> [What the task requires]
Retype the data below without altering anything.

(Beginning of The records)

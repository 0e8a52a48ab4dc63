//! Error types for the reverse maintainer and the reaction rollup.
use feed_engine_repository::RepositoryError;
use thiserror::Error;

use crate::errors::DistributorError;

#[derive(Debug, Error)]
pub enum MaintenanceError {
    #[error("Aggregate repository error: {0}")]
    Repository(#[from] RepositoryError),
    #[error("Distributor error: {0}")]
    Distributor(#[from] DistributorError),
    #[error("Gave up stripping {entity} from aggregate {aggregate_id} after {attempts} conflicting attempts")]
    ConflictRetriesExhausted {
        entity: String,
        aggregate_id: uuid::Uuid,
        attempts: usize,
    },
    #[error("References to {0} remain after the pass limit")]
    IncompleteRemoval(String),
}

impl MaintenanceError {
    pub fn is_conflict(&self) -> bool {
        matches!(self, Self::Repository(err) if err.is_conflict())
    }

    /// Every maintenance operation is safely re-runnable, so anything short of
    /// bad stored data is worth another pass.
    pub fn is_transient(&self) -> bool {
        match self {
            Self::Repository(err) => err.is_transient(),
            Self::Distributor(err) => err.is_transient(),
            Self::ConflictRetriesExhausted { .. } | Self::IncompleteRemoval(_) => true,
        }
    }
}
use feed_engine_shared::types::{CategoryName, EntityType, Event, GroupingKey, Milestone};

use crate::errors::ProcessorError;
use crate::processor::{Classify, EventPlan, MergeInstruction, payload};

/// Turns a fired milestone into a merge into the community aggregate for
/// that milestone.
///
/// Milestone events are emitted by the threshold detector with
/// `extra.milestone` and `extra.subject_type`; `entity_id` is the subject.
pub struct MilestoneClassifier;

impl Classify for MilestoneClassifier {
    fn classify(&self, event: &Event) -> Result<Option<EventPlan>, ProcessorError> {
        let milestone: Milestone = payload::required_str(event, "milestone")?.parse()?;
        let subject_type: EntityType = payload::required_str(event, "subject_type")?.parse()?;
        if subject_type != milestone.subject_type() {
            return Err(ProcessorError::invalid(
                "subject_type",
                format!("{milestone} applies to {}", milestone.subject_type()),
            ));
        }
        let category = CategoryName::for_entity_type(subject_type)
            .ok_or_else(|| ProcessorError::invalid("subject_type", "not displayable"))?;

        let key = GroupingKey::new(milestone.community_action(), None);
        Ok(Some(
            EventPlan::new().merge(MergeInstruction::new(key).add(category, event.entity_id)),
        ))
    }
}

#[cfg(test)]
mod tests {
    use super::*;
    use chrono::Utc;
    use feed_engine_shared::types::{AggregateAction, NewEvent};
    use serde_json::json;
    use uuid::Uuid;

    fn milestone_event(extra: serde_json::Value) -> Event {
        let new = NewEvent::addition(EntityType::Milestone, Uuid::new_v4()).with_extra(extra);
        Event::from_new(3, &new, Utc::now())
    }

    #[test]
    fn test_merges_subject_into_community_aggregate() {
        let event = milestone_event(json!({"milestone": "game_popular", "subject_type": "game"}));
        let plan = MilestoneClassifier.classify(&event).unwrap().unwrap();

        let merge = &plan.merges[0];
        assert_eq!(merge.key.action, AggregateAction::CommunityGamePopular);
        assert_eq!(merge.key.owner_id, None);
        assert_eq!(merge.additions[0].category, CategoryName::Games);
        assert_eq!(merge.additions[0].id, event.entity_id);
    }

    #[test]
    fn test_rejects_mismatched_subject() {
        let event = milestone_event(json!({"milestone": "review_popular", "subject_type": "user"}));
        assert!(matches!(
            MilestoneClassifier.classify(&event),
            Err(ProcessorError::InvalidField { .. })
        ));

        let event = milestone_event(json!({"milestone": "viral", "subject_type": "user"}));
        assert!(matches!(
            MilestoneClassifier.classify(&event),
            Err(ProcessorError::InvalidValue(_))
        ));
    }
}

(End of The records)

> [Response to the exercise]
repository 0e8a52a48ab4dc63
//! Error types for the reverse maintainer and the reaction rollup.
use feed_engine_repository::RepositoryError;
use thiserror::Error;

use crate::errors::DistributorError;

#[derive(Debug, Error)]
pub enum MaintenanceError {
    #[error("Aggregate repository error: {0}")]
    Repository(#[from] RepositoryError),
    #[error("Distributor error: {0}")]
    Distributor(#[from] DistributorError),
    #[error("Gave up stripping {entity} from aggregate {aggregate_id} after {attempts} conflicting attempts")]
    ConflictRetriesExhausted {
        entity: String,
        aggregate_id: uuid::Uuid,
        attempts: usize,
    },
    #[error("References to {0} remain after the pass limit")]
    IncompleteRemoval(String),
}

impl MaintenanceError {
    pub fn is_conflict(&self) -> bool {
        matches!(self, Self::Repository(err) if err.is_conflict())
    }

    /// Every maintenance operation is safely re-runnable, so anything short of
    /// bad stored data is worth another pass.
    pub fn is_transient(&self) -> bool {
        match self {
            Self::Repository(err) => err.is_transient(),
            Self::Distributor(err) => err.is_transient(),
            Self::ConflictRetriesExhausted { .. } | Self::IncompleteRemoval(_) => true,
        }
    }
}
use feed_engine_shared::types::{CategoryName, EntityType, Event, GroupingKey, Milestone};

use crate::errors::ProcessorError;
use crate::processor::{Classify, EventPlan, MergeInstruction, payload};

/// Turns a fired milestone into a merge into the community aggregate for
/// that milestone.
///
/// Milestone events are emitted by the threshold detector with
/// `extra.milestone` and `extra.subject_type`; `entity_id` is the subject.
pub struct MilestoneClassifier;

impl Classify for MilestoneClassifier {
    fn classify(&self, event: &Event) -> Result<Option<EventPlan>, ProcessorError> {
        let milestone: Milestone = payload::required_str(event, "milestone")?.parse()?;
        let subject_type: EntityType = payload::required_str(event, "subject_type")?.parse()?;
        if subject_type != milestone.subject_type() {
            return Err(ProcessorError::invalid(
                "subject_type",
                format!("{milestone} applies to {}", milestone.subject_type()),
            ));
        }
        let category = CategoryName::for_entity_type(subject_type)
            .ok_or_else(|| ProcessorError::invalid("subject_type", "not displayable"))?;

        let key = GroupingKey::new(milestone.community_action(), None);
        Ok(Some(
            EventPlan::new().merge(MergeInstruction::new(key).add(category, event.entity_id)),
        ))
    }
}

#[cfg(test)]
mod tests {
    use super::*;
    use chrono::Utc;
    use feed_engine_shared::types::{AggregateAction, NewEvent};
    use serde_json::json;
    use uuid::Uuid;

    fn milestone_event(extra: serde_json::Value) -> Event {
        let new = NewEvent::addition(EntityType::Milestone, Uuid::new_v4()).with_extra(extra);
        Event::from_new(3, &new, Utc::now())
    }

    #[test]
    fn test_merges_subject_into_community_aggregate() {
        let event = milestone_event(json!({"milestone": "game_popular", "subject_type": "game"}));
        let plan = MilestoneClassifier.classify(&event).unwrap().unwrap();

        let merge = &plan.merges[0];
        assert_eq!(merge.key.action, AggregateAction::CommunityGamePopular);
        assert_eq!(merge.key.owner_id, None);
        assert_eq!(merge.additions[0].category, CategoryName::Games);
        assert_eq!(merge.additions[0].id, event.entity_id);
    }

    #[test]
    fn test_rejects_mismatched_subject() {
        let event = milestone_event(json!({"milestone": "review_popular", "subject_type": "user"}));
        assert!(matches!(
            MilestoneClassifier.classify(&event),
            Err(ProcessorError::InvalidField { .. })
        ));

        let event = milestone_event(json!({"milestone": "viral", "subject_type": "user"}));
        assert!(matches!(
            MilestoneClassifier.classify(&event),
            Err(ProcessorError::InvalidValue(_))
        ));
    }
}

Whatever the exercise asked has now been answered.